= Spinal shock =

Loss of sensation and paralysis following a spinal cord injury

Spinal shock was first explored by Robert Whytt in 1750 as a loss of sensation accompanied by motor paralysis with initial loss but gradual recovery of reflexes, following a spinal cord injury (SCI) – most often a complete transection. Reflexes in the spinal cord below the level of injury are depressed (hyporeflexia) or absent (areflexia), while those above the level of the injury remain unaffected. The 'shock' in spinal shock does not refer to circulatory collapse, and should not be confused with neurogenic shock, which is life-threatening. The term "spinal shock" was introduced more than 150 years ago in an attempt to distinguish arterial hypotension due to a hemorrhagic source from arterial hypotension due to loss of sympathetic tone resulting from spinal cord injury. Whytt, however, may have discussed the same phenomenon a century earlier, although no descriptive term was assigned.
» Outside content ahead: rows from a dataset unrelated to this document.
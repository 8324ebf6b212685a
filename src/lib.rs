//! `fitdata` library crate.
//!
//! Tabular measurement data prepared for curve fitting, and the parametric
//! functions fitted to it. The binary (`fitdata`) is a thin wrapper around
//! this library so that:
//!
//! - core logic is testable without spawning processes
//! - a solver backend can depend on the library alone

pub mod app;
pub mod cli;
pub mod data;
pub mod error;
pub mod fit;
pub mod io;
pub mod logging;
pub mod math;
pub mod models;
pub mod report;
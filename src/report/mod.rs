//! Terminal reports.
//!
//! Formatting lives here so the data and model code never prints.

pub mod format;

pub use format::*;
==Phases of spinal shock==

| Phase | Time | Physical exam finding | Underlying physiological event |
|---|---|---|---|
| 1 | 0–1d | Areflexia/Hyporeflexia | Loss of descending facilitation |
| 2 | 1–3d | Initial reflex return | Denervation supersensitivity |
| 3 | 1–4w | Hyperreflexia (initial) | Axon-supported synapse growth |
| 4 | 1–12m | Hyperreflexia, Spasticity | Soma-supported synapse growth |

Ditunno et al. proposed a four-phase model for spinal shock in 2004 as follows:

Phase 1 is characterized by a complete loss—or weakening—of all reflexes below the SCI. This phase lasts for a day. The neurons involved in various reflex arcs normally receive a basal level of excitatory stimulation from the brain. After an SCI, these cells lose this input, and the neurons involved become hyperpolarized and therefore less responsive to stimuli.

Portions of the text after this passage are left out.